A Procuradoria-Geral da República (PGR) iniciou nesta segunda-feira (2) a análise do inquérito da Polícia Federal (PF) que indiciou o ex-presidente Jair Bolsonaro (PL) e outras 36 pessoas por suposto envolvimento em um plano de golpe de Estado. O documento, com 884 páginas e diversos anexos, será examinado por uma equipe de nove pessoas altamente qualificadas e experientes em investigações complexas.
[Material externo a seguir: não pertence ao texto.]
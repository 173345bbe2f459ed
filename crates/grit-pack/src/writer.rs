//! Pack and index writer.
//!
//! Builds a pack from queued raw objects, optionally delta-compressing an
//! object against an earlier queued one (emitted as an offset delta) or an
//! external base (emitted as a reference delta, for thin transfer packs).
//! The chain depth bound is enforced here, at build time; readers tolerate
//! whatever depth is on disk up to their own sanity ceiling.

use std::path::{Path, PathBuf};

use grit_hash::{HashAlgorithm, Hasher};
use grit_store::RawObject;
use grit_types::ObjectId;

use crate::entry::{write_entry_header, write_ofs_distance, OFS_DELTA, REF_DELTA};
use crate::error::{PackError, PackResult};
use crate::file::DEFAULT_MAX_DELTA_DEPTH;
use crate::idx::PackIndex;
use crate::inflate::deflate;

/// Result of writing a pack to disk.
#[derive(Clone, Debug)]
pub struct WrittenPack {
    pub pack_path: PathBuf,
    pub index_path: PathBuf,
    pub object_count: usize,
    pub checksum: Vec<u8>,
}

enum Payload {
    Full,
    OfsDelta { base_index: usize, delta: Vec<u8> },
    RefDelta { base: ObjectId, delta: Vec<u8> },
}

struct QueuedEntry {
    id: ObjectId,
    object: RawObject,
    payload: Payload,
    depth: usize,
}

/// Builds a pack file and its index from a collection of objects.
pub struct PackWriter {
    path: PathBuf,
    algorithm: HashAlgorithm,
    max_delta_depth: usize,
    try_deltas: bool,
    entries: Vec<QueuedEntry>,
}

impl PackWriter {
    /// Create a writer targeting `path` (extensions are added on finish).
    pub fn new(path: &Path, algorithm: HashAlgorithm) -> Self {
        Self {
            path: path.to_path_buf(),
            algorithm,
            max_delta_depth: DEFAULT_MAX_DELTA_DEPTH,
            try_deltas: true,
            entries: Vec::new(),
        }
    }

    /// Bound delta chains produced by this writer.
    pub fn with_max_delta_depth(mut self, depth: usize) -> Self {
        self.max_delta_depth = depth;
        self
    }

    /// Disable delta compression; every entry is stored full.
    pub fn without_deltas(mut self) -> Self {
        self.try_deltas = false;
        self
    }

    /// Queue an object, delta-compressing it against the previously queued
    /// object of the same kind when that produces a smaller entry.
    pub fn add_object(&mut self, object: &RawObject) -> ObjectId {
        let id = object.compute_id(self.algorithm);
        if self.entries.iter().any(|e| e.id == id) {
            return id;
        }

        let payload = if self.try_deltas {
            self.pick_delta(object)
        } else {
            None
        };
        let (payload, depth) = match payload {
            Some((base_index, delta)) => {
                let depth = self.entries[base_index].depth + 1;
                (Payload::OfsDelta { base_index, delta }, depth)
            }
            None => (Payload::Full, 0),
        };

        self.entries.push(QueuedEntry {
            id,
            object: object.clone(),
            payload,
            depth,
        });
        id
    }

    /// Queue an object as a reference delta against a base that is not in
    /// this pack (a thin-pack entry). `base_data` is the base's content.
    pub fn add_ref_delta(
        &mut self,
        base: ObjectId,
        base_data: &[u8],
        object: &RawObject,
    ) -> ObjectId {
        let id = object.compute_id(self.algorithm);
        if self.entries.iter().any(|e| e.id == id) {
            return id;
        }
        let delta = crate::delta::encode(base_data, &object.data);
        self.entries.push(QueuedEntry {
            id,
            object: object.clone(),
            payload: Payload::RefDelta { base, delta },
            depth: 1,
        });
        id
    }

    /// Number of queued objects.
    pub fn len(&self) -> usize {
        self.entries.len()
    }

    /// Returns `true` if nothing is queued.
    pub fn is_empty(&self) -> bool {
        self.entries.is_empty()
    }

    fn pick_delta(&self, object: &RawObject) -> Option<(usize, Vec<u8>)> {
        let (base_index, base) = self
            .entries
            .iter()
            .enumerate()
            .rev()
            .find(|(_, e)| e.object.kind == object.kind)?;
        if base.depth + 1 > self.max_delta_depth {
            return None;
        }

        let delta = crate::delta::encode(&base.object.data, &object.data);
        // The delta must pay for itself against storing the object full.
        if delta.len() + 32 < object.data.len() {
            Some((base_index, delta))
        } else {
            None
        }
    }

    /// Build the pack and index in memory.
    pub fn finish_to_bytes(self) -> PackResult<(Vec<u8>, PackIndex)> {
        let mut buf = Vec::new();
        buf.extend_from_slice(b"PACK");
        buf.extend_from_slice(&2u32.to_be_bytes());
        buf.extend_from_slice(&(self.entries.len() as u32).to_be_bytes());

        let mut offsets = Vec::with_capacity(self.entries.len());
        let mut index_entries = Vec::with_capacity(self.entries.len());

        for entry in &self.entries {
            let offset = buf.len() as u64;
            offsets.push(offset);

            match &entry.payload {
                Payload::Full => {
                    write_entry_header(
                        &mut buf,
                        entry.object.kind.pack_code(),
                        entry.object.size(),
                    );
                    buf.extend_from_slice(&deflate(&entry.object.data)?);
                }
                Payload::OfsDelta { base_index, delta } => {
                    write_entry_header(&mut buf, OFS_DELTA, delta.len() as u64);
                    write_ofs_distance(&mut buf, offset - offsets[*base_index]);
                    buf.extend_from_slice(&deflate(delta)?);
                }
                Payload::RefDelta { base, delta } => {
                    write_entry_header(&mut buf, REF_DELTA, delta.len() as u64);
                    buf.extend_from_slice(base.as_bytes());
                    buf.extend_from_slice(&deflate(delta)?);
                }
            }

            let crc = crc32fast::hash(&buf[offset as usize..]);
            index_entries.push((entry.id, crc, offset));
        }

        let mut hasher = Hasher::new(self.algorithm);
        hasher.update(&buf);
        let checksum = hasher.finalize()?;
        buf.extend_from_slice(checksum.as_bytes());

        let index = PackIndex::build(
            index_entries,
            checksum.as_bytes().to_vec(),
            self.algorithm,
        );
        Ok((buf, index))
    }

    /// Write the pack and index files to disk.
    pub fn finish(self) -> PackResult<WrittenPack> {
        let pack_path = self.path.with_extension("pack");
        let index_path = self.path.with_extension("idx");
        let object_count = self.entries.len();

        let (pack_data, index) = self.finish_to_bytes()?;
        let checksum = index.pack_checksum().to_vec();

        std::fs::write(&pack_path, &pack_data).map_err(PackError::io("write", &pack_path))?;
        std::fs::write(&index_path, index.to_bytes()?)
            .map_err(PackError::io("write", &index_path))?;

        Ok(WrittenPack {
            pack_path,
            index_path,
            object_count,
            checksum,
        })
    }
}

#[cfg(test)]
mod tests {
    use super::*;
    use crate::file::{NoExternalBases, PackFile};
    use grit_types::ObjectKind;

    fn blob(content: &[u8]) -> RawObject {
        RawObject::new(ObjectKind::Blob, content.to_vec())
    }

    fn write_and_open(objects: &[RawObject]) -> (tempfile::TempDir, PackFile, Vec<ObjectId>) {
        let dir = tempfile::tempdir().unwrap();
        let mut writer = PackWriter::new(&dir.path().join("test"), HashAlgorithm::Sha1);
        let ids: Vec<_> = objects.iter().map(|o| writer.add_object(o)).collect();
        let written = writer.finish().unwrap();
        let pack = PackFile::open(&written.pack_path, HashAlgorithm::Sha1).unwrap();
        (dir, pack, ids)
    }

    #[test]
    fn roundtrip_single_object() {
        let obj = blob(b"hello pack");
        let (_dir, pack, ids) = write_and_open(std::slice::from_ref(&obj));

        assert_eq!(pack.object_count(), 1);
        let read = pack.read(&ids[0], &NoExternalBases).unwrap().unwrap();
        assert_eq!(read, obj);
    }

    #[test]
    fn roundtrip_many_kinds() {
        let objects = vec![
            RawObject::new(ObjectKind::Commit, b"tree 123\n".to_vec()),
            RawObject::new(ObjectKind::Tree, b"100644 blob x".to_vec()),
            blob(b"content"),
            RawObject::new(ObjectKind::Tag, b"object 456\n".to_vec()),
        ];
        let (_dir, pack, ids) = write_and_open(&objects);

        for (obj, id) in objects.iter().zip(&ids) {
            let read = pack.read(id, &NoExternalBases).unwrap().unwrap();
            assert_eq!(&read, obj);
        }
    }

    #[test]
    fn similar_blobs_become_deltas_and_roundtrip() {
        let base: Vec<u8> = (0..=255u8).cycle().take(4096).collect();
        let mut objects = vec![RawObject::new(ObjectKind::Blob, base.clone())];
        for i in 0..10u8 {
            let mut edited = base.clone();
            edited[17] = i;
            edited.extend_from_slice(&[i; 3]);
            objects.push(RawObject::new(ObjectKind::Blob, edited));
        }

        let (_dir, pack, ids) = write_and_open(&objects);
        for (obj, id) in objects.iter().zip(&ids) {
            let read = pack.read(id, &NoExternalBases).unwrap().unwrap();
            assert_eq!(&read, obj);
        }
    }

    #[test]
    fn delta_chains_respect_configured_depth() {
        let base: Vec<u8> = vec![9u8; 2048];
        let dir = tempfile::tempdir().unwrap();
        let mut writer = PackWriter::new(&dir.path().join("deep"), HashAlgorithm::Sha1)
            .with_max_delta_depth(3);
        for i in 0..20u8 {
            let mut edited = base.clone();
            edited[0] = i;
            writer.add_object(&RawObject::new(ObjectKind::Blob, edited));
        }
        assert!(writer.entries.iter().all(|e| e.depth <= 3));
        writer.finish().unwrap();
    }

    #[test]
    fn duplicate_objects_are_queued_once() {
        let dir = tempfile::tempdir().unwrap();
        let mut writer = PackWriter::new(&dir.path().join("dup"), HashAlgorithm::Sha1);
        let obj = blob(b"only once");
        let id1 = writer.add_object(&obj);
        let id2 = writer.add_object(&obj);
        assert_eq!(id1, id2);
        assert_eq!(writer.len(), 1);
    }

    #[test]
    fn empty_pack_roundtrips() {
        let (_dir, pack, _) = write_and_open(&[]);
        assert_eq!(pack.object_count(), 0);
        assert!(pack
            .read(&ObjectId::null_sha1(), &NoExternalBases)
            .unwrap()
            .is_none());
    }

    #[test]
    fn lookup_returns_exact_recorded_offsets() {
        let objects: Vec<_> = (0..50)
            .map(|i| blob(format!("unique object number {i}").as_bytes()))
            .collect();
        let dir = tempfile::tempdir().unwrap();
        let mut writer =
            PackWriter::new(&dir.path().join("offsets"), HashAlgorithm::Sha1).without_deltas();
        let ids: Vec<_> = objects.iter().map(|o| writer.add_object(o)).collect();
        let (bytes, index) = writer.finish_to_bytes().unwrap();

        for id in &ids {
            let (offset, _) = index.lookup(id).expect("id present");
            // Every recorded offset must land on a parsable entry header.
            let header =
                crate::entry::parse_entry_header(&bytes, offset, 20).expect("valid entry");
            assert!(header.data_start > offset);
        }
        let absent = ObjectId::from_sha1([0x77; 20]);
        assert!(index.lookup(&absent).is_none());
    }

    #[test]
    fn checksum_trailer_verifies() {
        let (_dir, pack, _) = write_and_open(&[blob(b"verify me")]);
        pack.verify_checksum().unwrap();
    }

    #[test]
    fn corrupted_pack_fails_verification() {
        let dir = tempfile::tempdir().unwrap();
        let mut writer = PackWriter::new(&dir.path().join("mangle"), HashAlgorithm::Sha1);
        writer.add_object(&blob(b"about to be mangled"));
        let written = writer.finish().unwrap();

        let mut bytes = std::fs::read(&written.pack_path).unwrap();
        let mid = bytes.len() / 2;
        bytes[mid] ^= 0xff;
        std::fs::write(&written.pack_path, &bytes).unwrap();

        let pack = PackFile::open(&written.pack_path, HashAlgorithm::Sha1).unwrap();
        assert!(pack.verify_checksum().is_err());
    }
}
O Procurador-Geral da República, Paulo Gonet, sinalizou que não há pressa para a conclusão do trabalho, citando a “enorme complexidade” do caso. Em declarações recentes feitas em Lisboa, Gonet enfatizou a necessidade de um estudo aprofundado, indicando que o processo pode levar alguns meses.
Embora não haja expectativa de arquivamento total do caso, é possível que nem todas as 37 pessoas investigadas sejam denunciadas. A PGR pode optar por denunciar parte dos envolvidos, solicitar novas diligências ou, menos provavelmente, arquivar o processo.
O desenrolar desse caso promete ser um capítulo importante na história política recente do Brasil, com potenciais desdobramentos significativos para o ex-presidente Bolsonaro e seus aliados.